**WHAT TO PRODUCE**:
Report each line from the listing that the string "messages" appears in.

**GIVEN INFORMATION**:
┌──

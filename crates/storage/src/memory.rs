use std::time::Duration;

use async_trait::async_trait;
use bytes::Bytes;
use object_store::memory::InMemory;
use object_store::path::Path;
use object_store::{Attribute, Attributes, ObjectStore, PutOptions, PutPayload};
use uploader_core::{IntegrationError, ObjectStorage};

use crate::SERVICE;

/// In-process backend; links use a `memory://` scheme and are not fetchable.
#[derive(Debug, Default)]
pub struct MemoryObjectStorage {
    store: InMemory,
}

impl MemoryObjectStorage {
    pub fn new() -> Self {
        Self::default()
    }

    pub fn store(&self) -> &InMemory {
        &self.store
    }
}

#[async_trait]
impl ObjectStorage for MemoryObjectStorage {
    async fn put(&self, key: &str, content_type: &str, body: Bytes) -> Result<(), IntegrationError> {
        let mut attributes = Attributes::new();
        attributes.insert(Attribute::ContentType, content_type.to_owned().into());
        let options = PutOptions { attributes, ..PutOptions::default() };

        self.store
            .put_opts(&Path::from(key), PutPayload::from(body), options)
            .await
            .map(|_| ())
            .map_err(|error| IntegrationError::Transport { service: SERVICE, message: error.to_string() })
    }

    async fn presign_get(&self, key: &str, expires_in: Duration) -> Result<String, IntegrationError> {
        Ok(format!("memory://{}?expires_in={}", Path::from(key), expires_in.as_secs()))
    }
}

#[cfg(test)]
mod tests {
    use std::time::Duration;

    use bytes::Bytes;
    use object_store::path::Path;
    use object_store::{Attribute, ObjectStoreExt};
    use uploader_core::ObjectStorage;

    use super::MemoryObjectStorage;

    #[tokio::test]
    async fn put_stores_bytes_with_content_type() {
        let storage = MemoryObjectStorage::new();

        storage
            .put("uploads/report.zip", "application/zip", Bytes::from_static(b"PK\x03\x04"))
            .await
            .expect("put");

        let result = storage.store().get(&Path::from("uploads/report.zip")).await.expect("get");
        let content_type =
            result.attributes.get(&Attribute::ContentType).map(|value| value.as_ref().to_owned());
        assert_eq!(content_type.as_deref(), Some("application/zip"));
        assert_eq!(result.bytes().await.expect("bytes").as_ref(), b"PK\x03\x04");
    }

    #[tokio::test]
    async fn same_key_is_last_write_wins() {
        let storage = MemoryObjectStorage::new();

        storage.put("report.zip", "application/zip", Bytes::from_static(b"one")).await.expect("put");
        storage.put("report.zip", "application/zip", Bytes::from_static(b"two")).await.expect("put");

        let result = storage.store().get(&Path::from("report.zip")).await.expect("get");
        assert_eq!(result.bytes().await.expect("bytes").as_ref(), b"two");
    }

    #[tokio::test]
    async fn presign_encodes_key_and_expiry() {
        let storage = MemoryObjectStorage::new();

        let url = storage.presign_get("report.zip", Duration::from_secs(60)).await.expect("presign");

        assert_eq!(url, "memory://report.zip?expires_in=60");
    }
}
//! Per-file relay: fetch from the origin, store durably, sign, shorten, reply.
//!
//! Files of one event are processed sequentially in attachment order, so replies
//! appear in the thread in the same order as the attachments. A failure in one
//! file is reported to the conversation and recorded; the next file still runs.

use std::sync::Arc;
use std::time::Duration;

use tracing::{info, warn};

use crate::config::{AppConfig, CleanupPolicy};
use crate::domain::file::{CallbackEvent, FileRef, Origin};
use crate::domain::relay::{RelayReport, RelayResult, RelayStage};
use crate::messages;
use crate::notifier::Notifier;
use crate::policy::FilePolicy;
use crate::ports::{LinkShortener, ObjectStorage, OriginFiles};

const DEFAULT_LINK_EXPIRY: Duration = Duration::from_secs(60 * 60 * 24 * 7);

#[derive(Clone, Debug, PartialEq, Eq)]
pub struct RelaySettings {
    pub policy: FilePolicy,
    pub key_prefix: String,
    pub link_expiry: Duration,
    pub cleanup: CleanupPolicy,
}

impl Default for RelaySettings {
    fn default() -> Self {
        Self {
            policy: FilePolicy::default(),
            key_prefix: String::new(),
            link_expiry: DEFAULT_LINK_EXPIRY,
            cleanup: CleanupPolicy::AfterDownload,
        }
    }
}

impl RelaySettings {
    pub fn from_config(config: &AppConfig) -> Self {
        Self {
            policy: FilePolicy::new(config.accepted_formats()),
            key_prefix: config.storage.key_prefix.clone(),
            link_expiry: Duration::from_secs(config.storage.presign_expiry_secs),
            cleanup: config.relay.cleanup,
        }
    }

    /// Objects are keyed by file name alone; a later upload of the same name replaces the earlier one.
    pub fn object_key(&self, file_name: &str) -> String {
        format!("{}{file_name}", self.key_prefix)
    }
}

pub struct FileRelayPipeline {
    origin_files: Arc<dyn OriginFiles>,
    storage: Arc<dyn ObjectStorage>,
    shortener: Arc<dyn LinkShortener>,
    notifier: Notifier,
    settings: RelaySettings,
}

impl FileRelayPipeline {
    pub fn new(
        origin_files: Arc<dyn OriginFiles>,
        storage: Arc<dyn ObjectStorage>,
        shortener: Arc<dyn LinkShortener>,
        notifier: Notifier,
        settings: RelaySettings,
    ) -> Self {
        Self { origin_files, storage, shortener, notifier, settings }
    }

    pub fn settings(&self) -> &RelaySettings {
        &self.settings
    }

    pub async fn relay(&self, event: CallbackEvent, correlation_id: &str) -> Vec<RelayReport> {
        let CallbackEvent { kind, origin, files } = event;
        info!(
            event_name = "relay.event.start",
            correlation_id,
            event_kind = %kind,
            channel = %origin.channel,
            thread_ts = %origin.ts,
            file_count = files.len(),
            "relaying attached files"
        );

        let mut reports = Vec::with_capacity(files.len());
        for file in files {
            let report = self.relay_file(&origin, file, correlation_id).await;
            log_report(&report, correlation_id);
            reports.push(report);
        }

        reports
    }

    async fn relay_file(
        &self,
        origin: &Origin,
        mut file: FileRef,
        correlation_id: &str,
    ) -> RelayReport {
        let mut source_deleted = false;
        let result = self.run_stages(origin, &mut file, &mut source_deleted, correlation_id).await;

        RelayReport { file_id: file.id, file_name: file.name, result, source_deleted }
    }

    async fn run_stages(
        &self,
        origin: &Origin,
        file: &mut FileRef,
        source_deleted: &mut bool,
        correlation_id: &str,
    ) -> RelayResult {
        if file.source_url.trim().is_empty() {
            return self
                .fail(origin, file, RelayStage::Download, "file has no download url", correlation_id)
                .await;
        }
        match self.origin_files.fetch(&file.source_url).await {
            Ok(bytes) if !bytes.is_empty() => file.binary = Some(bytes),
            Ok(_) => {
                return self
                    .fail(origin, file, RelayStage::Download, "downloaded file is empty", correlation_id)
                    .await;
            }
            Err(error) => {
                return self
                    .fail(origin, file, RelayStage::Download, error.to_string(), correlation_id)
                    .await;
            }
        }
        info!(
            event_name = "relay.file.downloaded",
            correlation_id,
            file_id = %file.id,
            size_bytes = file.size_bytes(),
            "downloaded file from origin"
        );

        if self.settings.cleanup == CleanupPolicy::AfterDownload {
            *source_deleted = self.delete_source(origin, file, correlation_id).await;
        }

        let format = match self.settings.policy.validate(&file.name) {
            Ok(format) => format,
            Err(error) => {
                let reason = error.user_message();
                info!(
                    event_name = "relay.file.rejected",
                    correlation_id,
                    file_id = %file.id,
                    error = %error,
                    "file rejected by filename policy"
                );
                self.notifier.notify(origin, &reason, correlation_id).await;
                return RelayResult::Rejected { reason };
            }
        };

        let Some(body) = file.binary.clone() else {
            return self
                .fail(origin, file, RelayStage::Upload, "no downloaded bytes to upload", correlation_id)
                .await;
        };
        let key = self.settings.object_key(&file.name);
        if let Err(error) = self.storage.put(&key, format.content_type(), body).await {
            return self
                .fail(origin, file, RelayStage::Upload, error.to_string(), correlation_id)
                .await;
        }

        let signed_url = match self.storage.presign_get(&key, self.settings.link_expiry).await {
            Ok(url) => url,
            Err(error) => {
                return self
                    .fail(origin, file, RelayStage::Presign, error.to_string(), correlation_id)
                    .await;
            }
        };

        if self.settings.cleanup == CleanupPolicy::AfterUpload {
            *source_deleted = self.delete_source(origin, file, correlation_id).await;
        }

        let short_url = match self.shortener.shorten(&signed_url).await {
            Ok(url) => url,
            Err(error) => {
                return self
                    .fail(origin, file, RelayStage::Shorten, error.to_string(), correlation_id)
                    .await;
            }
        };

        let text = messages::uploaded(&file.name, &short_url);
        if !self.notifier.notify(origin, &text, correlation_id).await {
            warn!(
                event_name = "relay.file.unannounced",
                correlation_id,
                file_id = %file.id,
                "file relayed but the link could not be posted"
            );
        }

        RelayResult::Uploaded { short_url }
    }

    async fn delete_source(&self, origin: &Origin, file: &FileRef, correlation_id: &str) -> bool {
        match self.origin_files.delete(&file.id).await {
            Ok(()) => true,
            Err(error) => {
                warn!(
                    event_name = "relay.file.delete_failed",
                    correlation_id,
                    file_id = %file.id,
                    error = %error,
                    "failed to delete file from origin; continuing"
                );
                let text = messages::stage_failed(&file.name, RelayStage::DeleteSource);
                self.notifier.notify(origin, &text, correlation_id).await;
                false
            }
        }
    }

    async fn fail(
        &self,
        origin: &Origin,
        file: &FileRef,
        stage: RelayStage,
        cause: impl Into<String>,
        correlation_id: &str,
    ) -> RelayResult {
        let cause = cause.into();
        warn!(
            event_name = "relay.file.failed",
            correlation_id,
            file_id = %file.id,
            stage = %stage,
            error = %cause,
            "file relay stage failed"
        );
        let text = messages::stage_failed(&file.name, stage);
        self.notifier.notify(origin, &text, correlation_id).await;
        RelayResult::Failed { stage, cause }
    }
}

fn log_report(report: &RelayReport, correlation_id: &str) {
    let outcome = match &report.result {
        RelayResult::Uploaded { .. } => "uploaded",
        RelayResult::Rejected { .. } => "rejected",
        RelayResult::Failed { .. } => "failed",
    };
    info!(
        event_name = "relay.file.completed",
        correlation_id,
        file_id = %report.file_id,
        outcome,
        source_deleted = report.source_deleted,
        "file relay finished"
    );
}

└──

**EXERCISE RESULT**:
use crate::messages;
        let text = messages::uploaded(&file.name, &short_url);
                let text = messages::stage_failed(&file.name, RelayStage::DeleteSource);
        let text = messages::stage_failed(&file.name, stage);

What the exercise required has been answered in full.